(The input)

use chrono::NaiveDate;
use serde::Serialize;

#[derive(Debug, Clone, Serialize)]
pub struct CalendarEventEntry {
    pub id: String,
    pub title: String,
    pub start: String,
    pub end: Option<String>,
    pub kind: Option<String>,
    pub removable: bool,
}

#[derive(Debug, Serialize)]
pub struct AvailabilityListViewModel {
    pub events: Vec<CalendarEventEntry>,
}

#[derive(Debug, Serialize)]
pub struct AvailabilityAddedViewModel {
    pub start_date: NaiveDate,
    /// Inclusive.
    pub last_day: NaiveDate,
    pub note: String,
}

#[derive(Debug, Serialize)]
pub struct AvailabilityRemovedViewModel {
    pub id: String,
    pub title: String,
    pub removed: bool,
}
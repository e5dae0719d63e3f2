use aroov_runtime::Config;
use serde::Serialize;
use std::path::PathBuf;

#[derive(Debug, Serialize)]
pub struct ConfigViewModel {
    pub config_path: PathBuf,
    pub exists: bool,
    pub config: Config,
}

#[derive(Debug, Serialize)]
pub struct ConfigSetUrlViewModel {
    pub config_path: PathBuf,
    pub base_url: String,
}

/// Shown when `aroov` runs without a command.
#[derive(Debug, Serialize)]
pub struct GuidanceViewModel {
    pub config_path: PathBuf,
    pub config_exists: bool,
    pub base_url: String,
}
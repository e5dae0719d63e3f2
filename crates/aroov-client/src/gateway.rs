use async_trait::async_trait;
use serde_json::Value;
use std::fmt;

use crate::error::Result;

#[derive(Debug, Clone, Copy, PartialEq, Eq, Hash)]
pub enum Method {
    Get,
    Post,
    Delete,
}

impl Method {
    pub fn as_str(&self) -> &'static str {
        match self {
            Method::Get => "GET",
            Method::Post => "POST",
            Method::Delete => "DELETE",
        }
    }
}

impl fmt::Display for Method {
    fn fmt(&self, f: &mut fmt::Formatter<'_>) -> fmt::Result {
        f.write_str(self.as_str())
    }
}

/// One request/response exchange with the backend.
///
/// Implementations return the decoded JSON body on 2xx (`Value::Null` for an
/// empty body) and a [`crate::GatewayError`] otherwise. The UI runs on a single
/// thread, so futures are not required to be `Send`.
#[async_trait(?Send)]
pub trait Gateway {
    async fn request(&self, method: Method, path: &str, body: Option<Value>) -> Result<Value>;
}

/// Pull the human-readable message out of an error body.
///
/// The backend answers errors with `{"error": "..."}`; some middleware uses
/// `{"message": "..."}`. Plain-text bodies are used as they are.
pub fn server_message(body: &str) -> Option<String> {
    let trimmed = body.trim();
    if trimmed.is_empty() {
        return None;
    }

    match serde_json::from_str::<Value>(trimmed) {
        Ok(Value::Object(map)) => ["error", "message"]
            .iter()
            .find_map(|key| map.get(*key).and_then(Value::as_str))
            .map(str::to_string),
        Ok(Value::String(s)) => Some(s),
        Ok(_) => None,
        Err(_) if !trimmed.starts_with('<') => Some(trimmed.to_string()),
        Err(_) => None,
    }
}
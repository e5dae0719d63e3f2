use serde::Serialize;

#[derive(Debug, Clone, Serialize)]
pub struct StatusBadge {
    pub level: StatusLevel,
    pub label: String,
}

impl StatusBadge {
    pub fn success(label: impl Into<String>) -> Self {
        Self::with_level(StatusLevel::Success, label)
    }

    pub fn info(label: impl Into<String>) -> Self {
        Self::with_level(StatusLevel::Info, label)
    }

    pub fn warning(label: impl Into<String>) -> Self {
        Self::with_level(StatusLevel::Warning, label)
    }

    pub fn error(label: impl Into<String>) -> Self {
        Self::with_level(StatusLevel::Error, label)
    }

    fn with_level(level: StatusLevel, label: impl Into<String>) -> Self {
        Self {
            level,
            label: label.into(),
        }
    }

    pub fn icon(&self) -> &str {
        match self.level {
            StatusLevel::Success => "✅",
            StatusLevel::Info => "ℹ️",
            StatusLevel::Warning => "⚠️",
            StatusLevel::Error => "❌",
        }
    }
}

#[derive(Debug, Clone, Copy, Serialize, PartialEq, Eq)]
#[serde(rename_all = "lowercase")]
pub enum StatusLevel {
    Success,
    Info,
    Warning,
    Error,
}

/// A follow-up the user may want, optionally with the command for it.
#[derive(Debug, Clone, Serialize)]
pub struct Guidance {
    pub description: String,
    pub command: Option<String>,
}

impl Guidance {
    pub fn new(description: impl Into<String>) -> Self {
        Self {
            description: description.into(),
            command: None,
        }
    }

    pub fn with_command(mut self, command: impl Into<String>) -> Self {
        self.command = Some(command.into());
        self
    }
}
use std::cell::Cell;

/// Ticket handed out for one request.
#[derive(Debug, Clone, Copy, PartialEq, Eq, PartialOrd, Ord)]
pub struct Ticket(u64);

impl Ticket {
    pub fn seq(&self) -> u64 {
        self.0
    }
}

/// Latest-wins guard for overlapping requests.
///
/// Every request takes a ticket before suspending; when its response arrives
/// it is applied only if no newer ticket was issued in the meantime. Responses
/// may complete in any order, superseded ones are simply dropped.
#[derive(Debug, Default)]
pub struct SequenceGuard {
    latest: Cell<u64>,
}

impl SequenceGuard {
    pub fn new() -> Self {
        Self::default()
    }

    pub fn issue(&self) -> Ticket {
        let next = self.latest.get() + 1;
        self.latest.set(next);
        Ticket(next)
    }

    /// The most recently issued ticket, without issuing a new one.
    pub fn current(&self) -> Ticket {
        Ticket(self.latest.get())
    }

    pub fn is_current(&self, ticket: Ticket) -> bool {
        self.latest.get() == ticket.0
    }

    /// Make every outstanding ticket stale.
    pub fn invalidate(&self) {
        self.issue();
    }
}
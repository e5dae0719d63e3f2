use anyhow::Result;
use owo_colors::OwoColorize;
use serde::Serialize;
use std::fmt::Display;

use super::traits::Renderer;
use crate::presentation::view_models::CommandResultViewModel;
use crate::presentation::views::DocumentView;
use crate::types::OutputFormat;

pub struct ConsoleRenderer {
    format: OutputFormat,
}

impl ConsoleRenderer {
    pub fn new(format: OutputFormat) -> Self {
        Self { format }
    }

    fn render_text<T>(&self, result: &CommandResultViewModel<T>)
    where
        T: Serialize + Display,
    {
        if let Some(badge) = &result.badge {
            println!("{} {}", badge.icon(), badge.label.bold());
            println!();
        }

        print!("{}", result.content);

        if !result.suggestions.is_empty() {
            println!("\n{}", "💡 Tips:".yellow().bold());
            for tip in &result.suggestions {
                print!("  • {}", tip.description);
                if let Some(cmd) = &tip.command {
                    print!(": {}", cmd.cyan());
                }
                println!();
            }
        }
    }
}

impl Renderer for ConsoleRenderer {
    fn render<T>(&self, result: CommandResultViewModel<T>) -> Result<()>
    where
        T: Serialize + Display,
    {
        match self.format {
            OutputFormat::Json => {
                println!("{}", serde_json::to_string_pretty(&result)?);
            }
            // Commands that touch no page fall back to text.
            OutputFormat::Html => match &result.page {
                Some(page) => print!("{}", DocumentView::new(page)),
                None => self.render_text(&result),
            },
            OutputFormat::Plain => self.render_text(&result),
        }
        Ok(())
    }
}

(End The input)

## The problem
Word for word, copy out the records.

## Task answer
use chrono::NaiveDate;
use serde::Serialize;

#[derive(Debug, Clone, Serialize)]
pub struct CalendarEventEntry {
    pub id: String,
    pub title: String,
    pub start: String,
    pub end: Option<String>,
    pub kind: Option<String>,
    pub removable: bool,
}

#[derive(Debug, Serialize)]
pub struct AvailabilityListViewModel {
    pub events: Vec<CalendarEventEntry>,
}

#[derive(Debug, Serialize)]
pub struct AvailabilityAddedViewModel {
    pub start_date: NaiveDate,
    /// Inclusive.
    pub last_day: NaiveDate,
    pub note: String,
}

#[derive(Debug, Serialize)]
pub struct AvailabilityRemovedViewModel {
    pub id: String,
    pub title: String,
    pub removed: bool,
}
repository e5dae0719d63e3f2
use aroov_runtime::Config;
use serde::Serialize;
use std::path::PathBuf;

#[derive(Debug, Serialize)]
pub struct ConfigViewModel {
    pub config_path: PathBuf,
    pub exists: bool,
    pub config: Config,
}

#[derive(Debug, Serialize)]
pub struct ConfigSetUrlViewModel {
    pub config_path: PathBuf,
    pub base_url: String,
}

/// Shown when `aroov` runs without a command.
#[derive(Debug, Serialize)]
pub struct GuidanceViewModel {
    pub config_path: PathBuf,
    pub config_exists: bool,
    pub base_url: String,
}
repository e5dae0719d63e3f2
filename crates/aroov-client/src/gateway.rs
use async_trait::async_trait;
use serde_json::Value;
use std::fmt;

use crate::error::Result;

#[derive(Debug, Clone, Copy, PartialEq, Eq, Hash)]
pub enum Method {
    Get,
    Post,
    Delete,
}

impl Method {
    pub fn as_str(&self) -> &'static str {
        match self {
            Method::Get => "GET",
            Method::Post => "POST",
            Method::Delete => "DELETE",
        }
    }
}

impl fmt::Display for Method {
    fn fmt(&self, f: &mut fmt::Formatter<'_>) -> fmt::Result {
        f.write_str(self.as_str())
    }
}

/// One request/response exchange with the backend.
///
/// Implementations return the decoded JSON body on 2xx (`Value::Null` for an
/// empty body) and a [`crate::GatewayError`] otherwise. The UI runs on a single
/// thread, so futures are not required to be `Send`.
#[async_trait(?Send)]
pub trait Gateway {
    async fn request(&self, method: Method, path: &str, body: Option<Value>) -> Result<Value>;
}

/// Pull the human-readable message out of an error body.
///
/// The backend answers errors with `{"error": "..."}`; some middleware uses
/// `{"message": "..."}`. Plain-text bodies are used as they are.
pub fn server_message(body: &str) -> Option<String> {
    let trimmed = body.trim();
    if trimmed.is_empty() {
        return None;
    }

    match serde_json::from_str::<Value>(trimmed) {
        Ok(Value::Object(map)) => ["error", "message"]
            .iter()
            .find_map(|key| map.get(*key).and_then(Value::as_str))
            .map(str::to_string),
        Ok(Value::String(s)) => Some(s),
        Ok(_) => None,
        Err(_) if !trimmed.starts_with('<') => Some(trimmed.to_string()),
        Err(_) => None,
    }
}
repository e5dae0719d63e3f2
use serde::Serialize;

#[derive(Debug, Clone, Serialize)]
pub struct StatusBadge {
    pub level: StatusLevel,
    pub label: String,
}

impl StatusBadge {
    pub fn success(label: impl Into<String>) -> Self {
        Self::with_level(StatusLevel::Success, label)
    }

    pub fn info(label: impl Into<String>) -> Self {
        Self::with_level(StatusLevel::Info, label)
    }

    pub fn warning(label: impl Into<String>) -> Self {
        Self::with_level(StatusLevel::Warning, label)
    }

    pub fn error(label: impl Into<String>) -> Self {
        Self::with_level(StatusLevel::Error, label)
    }

    fn with_level(level: StatusLevel, label: impl Into<String>) -> Self {
        Self {
            level,
            label: label.into(),
        }
    }

    pub fn icon(&self) -> &str {
        match self.level {
            StatusLevel::Success => "✅",
            StatusLevel::Info => "ℹ️",
            StatusLevel::Warning => "⚠️",
            StatusLevel::Error => "❌",
        }
    }
}

#[derive(Debug, Clone, Copy, Serialize, PartialEq, Eq)]
#[serde(rename_all = "lowercase")]
pub enum StatusLevel {
    Success,
    Info,
    Warning,
    Error,
}

/// A follow-up the user may want, optionally with the command for it.
#[derive(Debug, Clone, Serialize)]
pub struct Guidance {
    pub description: String,
    pub command: Option<String>,
}

impl Guidance {
    pub fn new(description: impl Into<String>) -> Self {
        Self {
            description: description.into(),
            command: None,
        }
    }

    pub fn with_command(mut self, command: impl Into<String>) -> Self {
        self.command = Some(command.into());
        self
    }
}
use std::cell::Cell;

/// Ticket handed out for one request.
#[derive(Debug, Clone, Copy, PartialEq, Eq, PartialOrd, Ord)]
pub struct Ticket(u64);

impl Ticket {
    pub fn seq(&self) -> u64 {
        self.0
    }
}

/// Latest-wins guard for overlapping requests.
///
/// Every request takes a ticket before suspending; when its response arrives
/// it is applied only if no newer ticket was issued in the meantime. Responses
/// may complete in any order, superseded ones are simply dropped.
#[derive(Debug, Default)]
pub struct SequenceGuard {
    latest: Cell<u64>,
}

impl SequenceGuard {
    pub fn new() -> Self {
        Self::default()
    }

    pub fn issue(&self) -> Ticket {
        let next = self.latest.get() + 1;
        self.latest.set(next);
        Ticket(next)
    }

    /// The most recently issued ticket, without issuing a new one.
    pub fn current(&self) -> Ticket {
        Ticket(self.latest.get())
    }

    pub fn is_current(&self, ticket: Ticket) -> bool {
        self.latest.get() == ticket.0
    }

    /// Make every outstanding ticket stale.
    pub fn invalidate(&self) {
        self.issue();
    }
}
repository e5dae0719d63e3f2
use anyhow::Result;
use owo_colors::OwoColorize;
use serde::Serialize;
use std::fmt::Display;

use super::traits::Renderer;
use crate::presentation::view_models::CommandResultViewModel;
use crate::presentation::views::DocumentView;
use crate::types::OutputFormat;

pub struct ConsoleRenderer {
    format: OutputFormat,
}

impl ConsoleRenderer {
    pub fn new(format: OutputFormat) -> Self {
        Self { format }
    }

    fn render_text<T>(&self, result: &CommandResultViewModel<T>)
    where
        T: Serialize + Display,
    {
        if let Some(badge) = &result.badge {
            println!("{} {}", badge.icon(), badge.label.bold());
            println!();
        }

        print!("{}", result.content);

        if !result.suggestions.is_empty() {
            println!("\n{}", "💡 Tips:".yellow().bold());
            for tip in &result.suggestions {
                print!("  • {}", tip.description);
                if let Some(cmd) = &tip.command {
                    print!(": {}", cmd.cyan());
                }
                println!();
            }
        }
    }
}

impl Renderer for ConsoleRenderer {
    fn render<T>(&self, result: CommandResultViewModel<T>) -> Result<()>
    where
        T: Serialize + Display,
    {
        match self.format {
            OutputFormat::Json => {
                println!("{}", serde_json::to_string_pretty(&result)?);
            }
            // Commands that touch no page fall back to text.
            OutputFormat::Html => match &result.page {
                Some(page) => print!("{}", DocumentView::new(page)),
                None => self.render_text(&result),
            },
            OutputFormat::Plain => self.render_text(&result),
        }
        Ok(())
    }
}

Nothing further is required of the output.